## Problem statement:
Where does "than" appear in the data? Return each line that holds it.

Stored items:
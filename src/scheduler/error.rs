//! Error types for the scheduler module

use chrono::{DateTime, Utc};
use thiserror::Error;

use crate::utils::error::{FinderError, StoreError};

/// Result type for scheduler operations
pub type SyncResult<T> = Result<T, SyncError>;

/// Scheduler-specific errors
#[derive(Error, Debug)]
pub enum SyncError {
    #[error("Find failed: {0}")]
    Finder(#[from] FinderError),

    #[error("Cache store failed: {0}")]
    Store(#[from] StoreError),

    /// The archive answered but listed nothing at or after the watermark
    #[error("No dumps found for {collector} since {since}")]
    NoDumps {
        collector: String,
        since: DateTime<Utc>,
    },

    /// Shutdown was requested mid-cycle
    #[error("Synchronization cancelled")]
    Cancelled,

    /// Malformed `PAIR=TIME` start argument
    #[error("Invalid start '{arg}': {reason}")]
    InvalidStart { arg: String, reason: String },
}

impl SyncError {
    pub fn invalid_start(arg: impl Into<String>, reason: impl Into<String>) -> Self {
        Self::InvalidStart {
            arg: arg.into(),
            reason: reason.into(),
        }
    }

    /// Check if the error is recoverable
    pub fn is_recoverable(&self) -> bool {
        match self {
            Self::Finder(e) => e.is_recoverable(),
            Self::Store(_) | Self::NoDumps { .. } => true,
            Self::Cancelled | Self::InvalidStart { .. } => false,
        }
    }
}

#[cfg(test)]
mod tests {
    use super::*;

    #[test]
    fn test_invalid_start_message() {
        let err = SyncError::invalid_start("ris/rib", "missing '='");
        assert!(err.to_string().contains("ris/rib"));
        assert!(!err.is_recoverable());
    }

    #[test]
    fn test_empty_result_is_recoverable() {
        let err = SyncError::NoDumps {
            collector: "rrc00".to_string(),
            since: Utc::now(),
        };
        assert!(err.is_recoverable());
        assert!(!SyncError::Cancelled.is_recoverable());
    }
}
//! Configuration management for bgpfinder
//!
//! This module handles loading and validating configuration from environment
//! variables and TOML files. Command-line flags override individual fields
//! after loading.

use anyhow::{Context, Result};
use serde::{Deserialize, Serialize};
use std::path::Path;
use std::time::Duration;

/// Main configuration structure
#[derive(Debug, Clone, Default, Serialize, Deserialize)]
#[serde(default)]
pub struct Config {
    /// Listing client configuration
    pub http: HttpConfig,

    /// Archive locations
    pub archives: ArchiveConfig,

    /// PostgreSQL cache store
    pub database: DatabaseConfig,

    /// Background synchronization
    pub sync: SyncConfig,

    /// REST front end
    pub server: ServerConfig,

    /// Logging configuration
    pub logging: LoggingConfig,
}

/// Listing client configuration
#[derive(Debug, Clone, Serialize, Deserialize)]
#[serde(default)]
pub struct HttpConfig {
    /// Maximum number of listing fetches in flight
    pub max_concurrent_requests: usize,

    /// Rate limit (requests per second)
    pub rate_limit: u32,

    /// Request timeout in seconds
    pub request_timeout_secs: u64,

    /// User agent string
    pub user_agent: String,
}

impl Default for HttpConfig {
    fn default() -> Self {
        Self {
            max_concurrent_requests: 16,
            rate_limit: 20,
            request_timeout_secs: 60,
            user_agent: format!("bgpfinder/{}", env!("CARGO_PKG_VERSION")),
        }
    }
}

impl HttpConfig {
    /// Per-request timeout, at least one second
    #[must_use]
    pub fn request_timeout(&self) -> Duration {
        Duration::from_secs(self.request_timeout_secs.max(1))
    }
}

/// Archive root URLs
#[derive(Debug, Clone, Serialize, Deserialize)]
#[serde(default)]
pub struct ArchiveConfig {
    /// RouteViews archive root (collector list and data)
    pub routeviews_url: String,

    /// Page listing the RIS route collectors
    pub ris_collectors_url: String,

    /// RIS data root, one directory per collector
    pub ris_data_url: String,
}

impl Default for ArchiveConfig {
    fn default() -> Self {
        Self {
            routeviews_url: String::from("https://archive.routeviews.org/"),
            ris_collectors_url: String::from("https://ris.ripe.net/docs/route-collectors/"),
            ris_data_url: String::from("https://data.ris.ripe.net/"),
        }
    }
}

/// Database configuration
#[derive(Debug, Clone, Serialize, Deserialize)]
#[serde(default)]
pub struct DatabaseConfig {
    /// Use the cache store at all
    pub enabled: bool,

    pub host: String,
    pub port: u16,
    pub user: Option<String>,
    pub password: Option<String>,
    pub dbname: Option<String>,

    /// Maximum pool size
    pub pool_size: usize,
}

impl Default for DatabaseConfig {
    fn default() -> Self {
        Self {
            enabled: false,
            host: String::from("localhost"),
            port: 5432,
            user: None,
            password: None,
            dbname: None,
            pool_size: 10,
        }
    }
}

/// Background synchronization configuration
#[derive(Debug, Clone, Default, Serialize, Deserialize)]
#[serde(default)]
pub struct SyncConfig {
    /// Run the scheduler alongside the server
    pub enabled: bool,

    /// Lower bound (epoch seconds) for collectors that were never synced
    pub backfill_from: i64,
}

/// REST front end configuration
#[derive(Debug, Clone, Serialize, Deserialize)]
#[serde(default)]
pub struct ServerConfig {
    pub host: String,
    pub port: u16,

    /// Enable CORS
    pub enable_cors: bool,

    /// Enable request logging
    pub enable_request_logging: bool,
}

impl Default for ServerConfig {
    fn default() -> Self {
        Self {
            host: String::from("0.0.0.0"),
            port: 8080,
            enable_cors: true,
            enable_request_logging: true,
        }
    }
}

/// Logging configuration
#[derive(Debug, Clone, Serialize, Deserialize)]
#[serde(default)]
pub struct LoggingConfig {
    /// Log level (trace, debug, info, warn, error)
    pub level: String,

    /// Log format (text, json)
    pub format: String,
}

impl Default for LoggingConfig {
    fn default() -> Self {
        Self {
            level: String::from("info"),
            format: String::from("text"),
        }
    }
}

const LOG_LEVELS: &[&str] = &["trace", "debug", "info", "warn", "error"];
const LOG_FORMATS: &[&str] = &["text", "json"];

impl LoggingConfig {
    /// `EnvFilter` directives for the crate at the configured level
    ///
    /// `verbose` raises the crate to debug and other crates to info.
    #[must_use]
    pub fn filter_directives(&self, verbose: bool) -> String {
        if verbose {
            return String::from("bgpfinder=debug,bgpf=debug,info");
        }
        let level = self.level.trim().to_ascii_lowercase();
        format!("bgpfinder={level},bgpf={level},warn")
    }
}

fn env_parse<T: std::str::FromStr>(key: &str) -> Option<T> {
    std::env::var(key).ok().and_then(|v| v.trim().parse::<T>().ok())
}

fn env_flag(key: &str) -> Option<bool> {
    std::env::var(key)
        .ok()
        .map(|v| matches!(v.trim().to_ascii_lowercase().as_str(), "1" | "true" | "yes" | "on"))
}

impl Config {
    /// Load configuration from environment variables
    ///
    /// Store credentials come from `POSTGRES_HOST`, `POSTGRES_PORT`,
    /// `POSTGRES_USER`, `POSTGRES_PASSWORD` and `POSTGRES_DB`; everything
    /// else from `BGPFINDER_*` variables.
    pub fn from_env() -> Result<Self> {
        let mut config = Self::default();
        config.apply_env();
        Ok(config)
    }

    /// Load configuration from a TOML file, then apply environment overrides
    pub fn from_file(path: &Path) -> Result<Self> {
        let content = std::fs::read_to_string(path)
            .with_context(|| format!("Failed to read config file: {}", path.display()))?;

        let mut config: Self = toml::from_str(&content)
            .with_context(|| format!("Failed to parse TOML config file: {}", path.display()))?;

        config.apply_env();
        Ok(config)
    }

    fn apply_env(&mut self) {
        if let Some(v) = env_parse("BGPFINDER_MAX_CONCURRENT_REQUESTS") {
            self.http.max_concurrent_requests = v;
        }
        if let Some(v) = env_parse("BGPFINDER_RATE_LIMIT") {
            self.http.rate_limit = v;
        }
        if let Some(v) = env_parse("BGPFINDER_REQUEST_TIMEOUT") {
            self.http.request_timeout_secs = v;
        }
        if let Ok(v) = std::env::var("BGPFINDER_USER_AGENT") {
            self.http.user_agent = v;
        }

        if let Ok(v) = std::env::var("BGPFINDER_ROUTEVIEWS_URL") {
            self.archives.routeviews_url = v;
        }
        if let Ok(v) = std::env::var("BGPFINDER_RIS_COLLECTORS_URL") {
            self.archives.ris_collectors_url = v;
        }
        if let Ok(v) = std::env::var("BGPFINDER_RIS_DATA_URL") {
            self.archives.ris_data_url = v;
        }

        if let Some(v) = env_flag("BGPFINDER_USE_DB") {
            self.database.enabled = v;
        }
        if let Ok(v) = std::env::var("POSTGRES_HOST") {
            self.database.host = v;
        }
        if let Some(v) = env_parse("POSTGRES_PORT") {
            self.database.port = v;
        }
        if let Ok(v) = std::env::var("POSTGRES_USER") {
            self.database.user = Some(v);
        }
        if let Ok(v) = std::env::var("POSTGRES_PASSWORD") {
            self.database.password = Some(v);
        }
        if let Ok(v) = std::env::var("POSTGRES_DB") {
            self.database.dbname = Some(v);
        }
        if let Some(v) = env_parse("BGPFINDER_DB_POOL_SIZE") {
            self.database.pool_size = v;
        }

        if let Some(v) = env_flag("BGPFINDER_SYNC") {
            self.sync.enabled = v;
        }
        if let Some(v) = env_parse("BGPFINDER_BACKFILL_FROM") {
            self.sync.backfill_from = v;
        }

        if let Ok(v) = std::env::var("BGPFINDER_HOST") {
            self.server.host = v;
        }
        if let Some(v) = env_parse("BGPFINDER_PORT") {
            self.server.port = v;
        }

        if let Ok(v) = std::env::var("BGPFINDER_LOG_LEVEL") {
            self.logging.level = v;
        }
        if let Ok(v) = std::env::var("BGPFINDER_LOG_FORMAT") {
            self.logging.format = v;
        }
    }

    /// Validate configuration values
    pub fn validate(&self) -> Result<()> {
        if self.http.max_concurrent_requests == 0 {
            anyhow::bail!("max_concurrent_requests must be greater than 0");
        }

        if self.http.rate_limit == 0 {
            anyhow::bail!("rate_limit must be positive");
        }

        if self.http.request_timeout_secs == 0 {
            anyhow::bail!("request_timeout_secs must be positive");
        }

        for (name, url) in [
            ("routeviews_url", &self.archives.routeviews_url),
            ("ris_collectors_url", &self.archives.ris_collectors_url),
            ("ris_data_url", &self.archives.ris_data_url),
        ] {
            url::Url::parse(url).with_context(|| format!("{name} is not a valid URL: {url}"))?;
        }

        if self.database.enabled {
            if self.database.pool_size == 0 {
                anyhow::bail!("pool_size must be greater than 0");
            }
            let missing: Vec<&str> = [
                ("POSTGRES_USER", &self.database.user),
                ("POSTGRES_PASSWORD", &self.database.password),
                ("POSTGRES_DB", &self.database.dbname),
            ]
            .into_iter()
            .filter(|(_, v)| v.as_deref().map_or(true, str::is_empty))
            .map(|(k, _)| k)
            .collect();
            if !missing.is_empty() {
                anyhow::bail!(
                    "database is enabled but credentials are missing: {}",
                    missing.join(", ")
                );
            }
        }

        if !LOG_LEVELS.contains(&self.logging.level.trim().to_ascii_lowercase().as_str()) {
            anyhow::bail!(
                "log level must be one of {}, got '{}'",
                LOG_LEVELS.join(", "),
                self.logging.level
            );
        }
        if !LOG_FORMATS.contains(&self.logging.format.as_str()) {
            anyhow::bail!(
                "log format must be one of {}, got '{}'",
                LOG_FORMATS.join(", "),
                self.logging.format
            );
        }

        if self.sync.enabled && !self.database.enabled {
            anyhow::bail!("sync requires the database to be enabled");
        }

        Ok(())
    }

}
//! Common test utilities

#![allow(dead_code)]

use async_trait::async_trait;
use chrono::{DateTime, TimeZone, Utc};
use std::collections::HashMap;
use std::sync::Mutex;
use std::time::Duration;

use bgpfinder::finder::Finder;
use bgpfinder::models::{BgpDump, Collector, DumpKind, Project};
use bgpfinder::query::Query;
use bgpfinder::utils::error::{FetchError, FinderError};

pub fn ris() -> Project {
    Project::new("ris")
}

pub fn routeviews() -> Project {
    Project::new("routeviews")
}

pub fn utc(y: i32, m: u32, d: u32, h: u32, min: u32) -> DateTime<Utc> {
    Utc.with_ymd_and_hms(y, m, d, h, min, 0).unwrap()
}

/// RIS dump with the archive's naming scheme
pub fn ris_dump(collector: &str, kind: DumpKind, at: DateTime<Utc>) -> BgpDump {
    let (prefix, duration) = match kind {
        DumpKind::Rib => ("bview", Duration::from_secs(8 * 3600)),
        _ => ("updates", Duration::from_secs(300)),
    };
    BgpDump {
        url: format!(
            "https://data.ris.ripe.net/{collector}/{}/{prefix}.{}.gz",
            at.format("%Y.%m"),
            at.format("%Y%m%d.%H%M")
        ),
        collector: Collector::new(&ris(), collector),
        kind,
        duration,
        timestamp: at.timestamp(),
    }
}

/// Finder over a fixed set of RIS collectors with scripted answers
///
/// Each collector serves the dumps registered for it, filtered by the query.
/// A collector can be told to fail its next N finds, or every find.
#[derive(Default)]
pub struct ScriptedFinder {
    collectors: Vec<Collector>,
    dumps: Mutex<HashMap<String, Vec<BgpDump>>>,
    failures: Mutex<HashMap<String, u32>>,
    calls: Mutex<Vec<(String, tokio::time::Instant, Query)>>,
}

impl ScriptedFinder {
    pub fn new(names: &[&str]) -> Self {
        Self {
            collectors: names.iter().map(|n| Collector::new(&ris(), *n)).collect(),
            ..Default::default()
        }
    }

    pub fn serve(&self, collector: &str, dumps: Vec<BgpDump>) {
        self.dumps
            .lock()
            .unwrap()
            .entry(collector.to_string())
            .or_default()
            .extend(dumps);
    }

    /// Fail the next `times` finds touching `collector`
    pub fn fail(&self, collector: &str, times: u32) {
        self.failures
            .lock()
            .unwrap()
            .insert(collector.to_string(), times);
    }

    pub fn fail_always(&self, collector: &str) {
        self.fail(collector, u32::MAX);
    }

    /// Instants of every find touching `collector`
    pub fn call_times(&self, collector: &str) -> Vec<tokio::time::Instant> {
        self.calls
            .lock()
            .unwrap()
            .iter()
            .filter(|(name, _, _)| name == collector)
            .map(|(_, at, _)| *at)
            .collect()
    }

    /// Queries issued for `collector`
    pub fn queries(&self, collector: &str) -> Vec<Query> {
        self.calls
            .lock()
            .unwrap()
            .iter()
            .filter(|(name, _, _)| name == collector)
            .map(|(_, _, q)| q.clone())
            .collect()
    }

    pub fn total_calls(&self) -> usize {
        self.calls.lock().unwrap().len()
    }
}

#[async_trait]
impl Finder for ScriptedFinder {
    fn projects(&self) -> Vec<Project> {
        vec![ris()]
    }

    fn project(&self, name: &str) -> Option<Project> {
        (name.is_empty() || name == "ris").then(ris)
    }

    fn collectors(&self, project: &str) -> Vec<Collector> {
        if project.is_empty() || project == "ris" {
            self.collectors.clone()
        } else {
            Vec::new()
        }
    }

    fn collector(&self, name: &str) -> Option<Collector> {
        self.collectors.iter().find(|c| c.name == name).cloned()
    }

    async fn find(&self, query: &Query) -> Result<Vec<BgpDump>, FinderError> {
        let targets = if query.collectors.is_empty() {
            self.collectors.clone()
        } else {
            query.collectors.clone()
        };

        let mut found = Vec::new();
        for collector in &targets {
            self.calls.lock().unwrap().push((
                collector.name.clone(),
                tokio::time::Instant::now(),
                query.clone(),
            ));

            {
                let mut failures = self.failures.lock().unwrap();
                if let Some(left) = failures.get_mut(&collector.name) {
                    if *left > 0 {
                        if *left != u32::MAX {
                            *left -= 1;
                        }
                        return Err(FinderError::RemoteFetch(FetchError::Status {
                            url: format!("https://data.ris.ripe.net/{}/", collector.name),
                            status: 503,
                        }));
                    }
                }
            }

            if let Some(dumps) = self.dumps.lock().unwrap().get(&collector.name) {
                found.extend(
                    dumps
                        .iter()
                        .filter(|d| query.accepts(d.time(), d.kind))
                        .cloned(),
                );
            }
        }
        Ok(found)
    }

    async fn refresh_collectors(&self) -> Result<usize, FinderError> {
        Ok(self.collectors.len())
    }
}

## Exercise output:
            anyhow::bail!("max_concurrent_requests must be greater than 0");
                anyhow::bail!("pool_size must be greater than 0");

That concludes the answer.